Exercise prompt. For the data below, give the number of lines in which "apply" occurs. Include nothing besides that number.
▼
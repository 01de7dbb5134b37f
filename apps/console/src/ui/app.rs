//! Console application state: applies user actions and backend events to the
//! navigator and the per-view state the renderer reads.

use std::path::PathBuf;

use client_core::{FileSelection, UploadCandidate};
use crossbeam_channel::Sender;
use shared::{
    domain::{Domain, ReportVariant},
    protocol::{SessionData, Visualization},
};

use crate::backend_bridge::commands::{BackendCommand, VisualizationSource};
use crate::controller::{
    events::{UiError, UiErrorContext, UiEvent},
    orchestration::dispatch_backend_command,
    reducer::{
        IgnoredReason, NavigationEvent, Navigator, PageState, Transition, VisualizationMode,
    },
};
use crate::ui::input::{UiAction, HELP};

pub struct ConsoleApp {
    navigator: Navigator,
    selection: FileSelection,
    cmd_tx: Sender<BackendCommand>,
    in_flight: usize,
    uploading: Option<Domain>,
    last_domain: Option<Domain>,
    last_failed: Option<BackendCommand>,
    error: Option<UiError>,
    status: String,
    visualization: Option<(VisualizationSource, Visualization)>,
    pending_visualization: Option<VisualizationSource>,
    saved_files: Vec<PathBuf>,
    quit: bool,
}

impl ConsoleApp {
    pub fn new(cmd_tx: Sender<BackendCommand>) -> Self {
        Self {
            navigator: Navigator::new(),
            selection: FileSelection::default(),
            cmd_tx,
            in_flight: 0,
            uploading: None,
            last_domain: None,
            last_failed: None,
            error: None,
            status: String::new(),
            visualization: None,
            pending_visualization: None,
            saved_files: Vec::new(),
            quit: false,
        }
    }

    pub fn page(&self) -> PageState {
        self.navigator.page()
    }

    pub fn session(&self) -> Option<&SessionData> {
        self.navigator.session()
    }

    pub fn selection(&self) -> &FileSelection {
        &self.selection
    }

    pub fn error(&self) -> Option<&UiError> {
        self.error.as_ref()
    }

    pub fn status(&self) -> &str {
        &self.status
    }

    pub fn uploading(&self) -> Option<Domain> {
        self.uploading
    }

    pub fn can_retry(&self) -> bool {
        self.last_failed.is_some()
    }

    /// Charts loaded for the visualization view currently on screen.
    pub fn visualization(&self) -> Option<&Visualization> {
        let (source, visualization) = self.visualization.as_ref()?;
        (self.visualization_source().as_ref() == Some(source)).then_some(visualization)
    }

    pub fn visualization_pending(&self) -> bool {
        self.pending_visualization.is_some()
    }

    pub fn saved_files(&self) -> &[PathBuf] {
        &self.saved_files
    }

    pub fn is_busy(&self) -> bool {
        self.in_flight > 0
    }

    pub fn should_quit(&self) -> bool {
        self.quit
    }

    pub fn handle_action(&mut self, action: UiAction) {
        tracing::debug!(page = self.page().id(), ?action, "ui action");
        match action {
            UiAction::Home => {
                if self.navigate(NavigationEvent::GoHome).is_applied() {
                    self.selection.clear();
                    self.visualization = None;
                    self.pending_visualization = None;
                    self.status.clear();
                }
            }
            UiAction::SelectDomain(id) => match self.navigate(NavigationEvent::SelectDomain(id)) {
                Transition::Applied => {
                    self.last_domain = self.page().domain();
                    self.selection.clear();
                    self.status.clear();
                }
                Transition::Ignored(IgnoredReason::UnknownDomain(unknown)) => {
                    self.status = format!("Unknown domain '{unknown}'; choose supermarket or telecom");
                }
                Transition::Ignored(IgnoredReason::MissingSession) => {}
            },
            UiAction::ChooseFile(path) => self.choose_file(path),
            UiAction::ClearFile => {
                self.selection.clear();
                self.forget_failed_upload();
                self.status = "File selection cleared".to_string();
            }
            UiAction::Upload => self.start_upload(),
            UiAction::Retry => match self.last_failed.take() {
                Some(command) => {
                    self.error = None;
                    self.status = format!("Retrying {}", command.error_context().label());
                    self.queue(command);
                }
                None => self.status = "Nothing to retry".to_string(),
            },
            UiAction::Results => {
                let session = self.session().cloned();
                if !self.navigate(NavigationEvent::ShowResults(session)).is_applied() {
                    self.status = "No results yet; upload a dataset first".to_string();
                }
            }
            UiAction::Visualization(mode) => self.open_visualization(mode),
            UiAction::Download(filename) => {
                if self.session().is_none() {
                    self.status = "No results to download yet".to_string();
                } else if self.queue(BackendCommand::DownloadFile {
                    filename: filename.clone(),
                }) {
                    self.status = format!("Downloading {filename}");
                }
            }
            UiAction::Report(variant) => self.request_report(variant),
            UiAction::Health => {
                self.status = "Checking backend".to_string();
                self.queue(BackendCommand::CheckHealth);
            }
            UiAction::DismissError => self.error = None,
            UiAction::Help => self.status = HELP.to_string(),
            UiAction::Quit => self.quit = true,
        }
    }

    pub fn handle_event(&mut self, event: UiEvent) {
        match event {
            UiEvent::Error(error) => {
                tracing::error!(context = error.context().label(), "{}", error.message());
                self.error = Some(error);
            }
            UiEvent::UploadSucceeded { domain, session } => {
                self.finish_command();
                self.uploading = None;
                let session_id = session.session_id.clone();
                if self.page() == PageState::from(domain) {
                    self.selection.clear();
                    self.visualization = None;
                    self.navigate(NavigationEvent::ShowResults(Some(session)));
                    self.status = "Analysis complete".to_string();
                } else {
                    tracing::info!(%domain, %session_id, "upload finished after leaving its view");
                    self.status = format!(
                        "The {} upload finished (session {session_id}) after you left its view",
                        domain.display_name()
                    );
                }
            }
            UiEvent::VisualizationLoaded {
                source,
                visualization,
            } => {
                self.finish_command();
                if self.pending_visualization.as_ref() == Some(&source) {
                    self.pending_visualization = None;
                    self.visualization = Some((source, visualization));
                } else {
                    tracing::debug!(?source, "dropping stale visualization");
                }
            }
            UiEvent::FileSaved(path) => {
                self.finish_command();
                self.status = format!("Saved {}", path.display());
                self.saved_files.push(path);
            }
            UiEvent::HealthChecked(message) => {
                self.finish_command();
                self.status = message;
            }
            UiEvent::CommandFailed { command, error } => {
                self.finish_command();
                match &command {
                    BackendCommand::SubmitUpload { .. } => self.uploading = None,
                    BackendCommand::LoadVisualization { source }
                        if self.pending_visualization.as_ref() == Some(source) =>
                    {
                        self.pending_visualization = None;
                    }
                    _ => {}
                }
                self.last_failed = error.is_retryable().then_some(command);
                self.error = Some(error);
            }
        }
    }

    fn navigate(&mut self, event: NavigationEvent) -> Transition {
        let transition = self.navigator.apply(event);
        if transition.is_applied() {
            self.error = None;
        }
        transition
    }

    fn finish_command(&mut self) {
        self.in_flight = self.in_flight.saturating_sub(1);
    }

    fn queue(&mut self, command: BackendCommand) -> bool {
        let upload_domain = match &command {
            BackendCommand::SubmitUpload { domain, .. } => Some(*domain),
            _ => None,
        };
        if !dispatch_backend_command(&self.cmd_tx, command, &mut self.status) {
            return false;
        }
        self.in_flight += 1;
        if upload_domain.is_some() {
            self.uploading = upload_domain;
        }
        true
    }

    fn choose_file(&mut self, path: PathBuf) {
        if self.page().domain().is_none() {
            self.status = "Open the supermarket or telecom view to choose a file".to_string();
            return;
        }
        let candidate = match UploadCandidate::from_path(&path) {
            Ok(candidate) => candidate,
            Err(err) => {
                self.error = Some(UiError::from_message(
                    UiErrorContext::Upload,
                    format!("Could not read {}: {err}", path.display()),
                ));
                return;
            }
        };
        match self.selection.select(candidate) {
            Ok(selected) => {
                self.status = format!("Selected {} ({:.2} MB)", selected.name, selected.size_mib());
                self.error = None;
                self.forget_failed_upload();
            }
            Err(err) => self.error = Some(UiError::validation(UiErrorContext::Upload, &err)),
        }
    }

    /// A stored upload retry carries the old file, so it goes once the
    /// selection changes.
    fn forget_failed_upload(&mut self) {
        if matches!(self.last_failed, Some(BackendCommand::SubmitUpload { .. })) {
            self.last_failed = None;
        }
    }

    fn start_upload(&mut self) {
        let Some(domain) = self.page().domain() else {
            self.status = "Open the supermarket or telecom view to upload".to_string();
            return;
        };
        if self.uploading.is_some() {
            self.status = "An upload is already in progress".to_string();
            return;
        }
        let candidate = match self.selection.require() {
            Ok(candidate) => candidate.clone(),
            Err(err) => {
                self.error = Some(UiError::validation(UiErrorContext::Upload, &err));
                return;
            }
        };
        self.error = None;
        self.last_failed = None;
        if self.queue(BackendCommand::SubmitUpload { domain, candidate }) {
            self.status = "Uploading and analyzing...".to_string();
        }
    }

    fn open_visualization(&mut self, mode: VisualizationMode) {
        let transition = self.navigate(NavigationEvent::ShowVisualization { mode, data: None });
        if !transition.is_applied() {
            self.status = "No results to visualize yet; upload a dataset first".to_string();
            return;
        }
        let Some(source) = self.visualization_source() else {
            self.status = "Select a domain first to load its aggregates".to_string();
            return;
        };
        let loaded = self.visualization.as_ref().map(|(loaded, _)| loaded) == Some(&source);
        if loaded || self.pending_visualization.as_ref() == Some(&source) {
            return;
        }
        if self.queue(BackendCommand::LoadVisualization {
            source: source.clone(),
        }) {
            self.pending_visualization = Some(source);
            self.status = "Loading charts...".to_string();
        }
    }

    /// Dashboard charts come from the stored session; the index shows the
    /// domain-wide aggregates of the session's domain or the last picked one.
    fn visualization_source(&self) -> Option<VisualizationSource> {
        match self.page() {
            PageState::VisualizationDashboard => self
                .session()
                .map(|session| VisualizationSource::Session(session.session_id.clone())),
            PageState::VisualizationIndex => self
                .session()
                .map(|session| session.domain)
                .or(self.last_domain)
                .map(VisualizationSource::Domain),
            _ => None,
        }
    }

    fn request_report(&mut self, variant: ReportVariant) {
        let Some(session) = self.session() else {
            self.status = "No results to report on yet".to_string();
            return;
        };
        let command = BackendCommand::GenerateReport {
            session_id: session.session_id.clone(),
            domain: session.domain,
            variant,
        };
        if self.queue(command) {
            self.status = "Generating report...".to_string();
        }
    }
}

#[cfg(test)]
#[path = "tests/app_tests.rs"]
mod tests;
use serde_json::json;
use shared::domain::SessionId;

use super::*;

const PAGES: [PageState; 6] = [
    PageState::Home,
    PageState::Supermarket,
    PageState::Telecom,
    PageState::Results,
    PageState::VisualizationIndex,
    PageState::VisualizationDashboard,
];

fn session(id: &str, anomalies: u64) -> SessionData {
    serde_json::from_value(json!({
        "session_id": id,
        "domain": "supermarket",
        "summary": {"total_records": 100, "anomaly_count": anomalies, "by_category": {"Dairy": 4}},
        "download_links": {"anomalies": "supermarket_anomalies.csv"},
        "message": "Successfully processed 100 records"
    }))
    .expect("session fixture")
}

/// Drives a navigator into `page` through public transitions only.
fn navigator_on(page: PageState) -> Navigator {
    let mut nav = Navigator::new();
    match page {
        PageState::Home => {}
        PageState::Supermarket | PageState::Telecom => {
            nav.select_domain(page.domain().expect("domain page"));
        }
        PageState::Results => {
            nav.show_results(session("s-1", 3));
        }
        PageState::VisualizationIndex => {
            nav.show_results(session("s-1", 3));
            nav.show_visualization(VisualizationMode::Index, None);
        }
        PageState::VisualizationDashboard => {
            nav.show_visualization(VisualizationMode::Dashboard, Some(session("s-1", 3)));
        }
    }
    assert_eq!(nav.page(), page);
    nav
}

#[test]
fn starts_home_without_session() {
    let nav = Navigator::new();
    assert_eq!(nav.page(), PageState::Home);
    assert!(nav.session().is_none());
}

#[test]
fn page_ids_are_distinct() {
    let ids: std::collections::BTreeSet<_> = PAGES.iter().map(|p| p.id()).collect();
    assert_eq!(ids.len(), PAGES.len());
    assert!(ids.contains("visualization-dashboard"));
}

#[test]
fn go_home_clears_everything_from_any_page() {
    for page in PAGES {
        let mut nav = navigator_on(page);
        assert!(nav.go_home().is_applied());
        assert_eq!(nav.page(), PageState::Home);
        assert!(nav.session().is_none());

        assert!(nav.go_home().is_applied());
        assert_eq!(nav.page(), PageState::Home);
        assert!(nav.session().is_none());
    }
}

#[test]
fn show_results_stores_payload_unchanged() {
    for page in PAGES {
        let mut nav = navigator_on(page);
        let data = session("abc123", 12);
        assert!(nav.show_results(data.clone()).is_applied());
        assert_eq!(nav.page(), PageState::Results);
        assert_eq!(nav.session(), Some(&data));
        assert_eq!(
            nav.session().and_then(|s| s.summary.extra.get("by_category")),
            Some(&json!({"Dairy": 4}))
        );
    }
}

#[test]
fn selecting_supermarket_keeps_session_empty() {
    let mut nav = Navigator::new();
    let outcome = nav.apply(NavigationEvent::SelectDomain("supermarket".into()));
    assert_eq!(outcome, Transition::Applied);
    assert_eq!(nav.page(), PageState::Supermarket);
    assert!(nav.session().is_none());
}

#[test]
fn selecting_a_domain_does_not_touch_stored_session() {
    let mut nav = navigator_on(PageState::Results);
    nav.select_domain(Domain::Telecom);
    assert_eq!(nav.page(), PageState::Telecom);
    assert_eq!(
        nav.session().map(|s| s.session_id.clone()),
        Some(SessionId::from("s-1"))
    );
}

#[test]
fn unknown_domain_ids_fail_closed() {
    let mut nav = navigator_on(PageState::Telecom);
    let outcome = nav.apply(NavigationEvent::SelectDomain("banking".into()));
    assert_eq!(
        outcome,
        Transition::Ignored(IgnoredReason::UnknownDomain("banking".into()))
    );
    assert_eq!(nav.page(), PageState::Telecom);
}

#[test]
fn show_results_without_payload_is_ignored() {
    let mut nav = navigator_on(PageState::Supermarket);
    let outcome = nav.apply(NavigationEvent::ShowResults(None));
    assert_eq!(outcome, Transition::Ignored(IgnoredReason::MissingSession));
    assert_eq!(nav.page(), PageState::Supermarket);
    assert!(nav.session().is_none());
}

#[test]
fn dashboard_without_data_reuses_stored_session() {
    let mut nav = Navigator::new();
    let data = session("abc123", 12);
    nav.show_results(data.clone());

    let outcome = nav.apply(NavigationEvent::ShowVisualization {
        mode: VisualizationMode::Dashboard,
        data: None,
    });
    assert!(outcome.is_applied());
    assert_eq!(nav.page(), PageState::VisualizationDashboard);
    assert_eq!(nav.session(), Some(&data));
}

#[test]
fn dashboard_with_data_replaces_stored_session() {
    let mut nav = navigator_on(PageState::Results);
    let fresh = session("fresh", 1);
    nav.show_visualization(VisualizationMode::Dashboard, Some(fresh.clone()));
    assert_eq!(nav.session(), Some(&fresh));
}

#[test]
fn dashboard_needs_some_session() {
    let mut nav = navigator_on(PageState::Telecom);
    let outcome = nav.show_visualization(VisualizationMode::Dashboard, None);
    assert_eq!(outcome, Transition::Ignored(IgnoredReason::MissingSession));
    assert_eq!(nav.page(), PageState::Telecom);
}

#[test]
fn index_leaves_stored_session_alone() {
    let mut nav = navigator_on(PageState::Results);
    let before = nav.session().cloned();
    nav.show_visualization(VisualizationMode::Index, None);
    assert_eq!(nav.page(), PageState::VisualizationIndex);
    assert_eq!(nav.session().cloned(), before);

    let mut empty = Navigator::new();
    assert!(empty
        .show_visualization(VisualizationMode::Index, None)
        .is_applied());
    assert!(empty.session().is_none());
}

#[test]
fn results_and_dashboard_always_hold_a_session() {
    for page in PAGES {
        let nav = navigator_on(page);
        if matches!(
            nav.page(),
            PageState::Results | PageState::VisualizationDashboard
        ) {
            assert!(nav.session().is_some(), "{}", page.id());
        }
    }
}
▲
Written solution. 5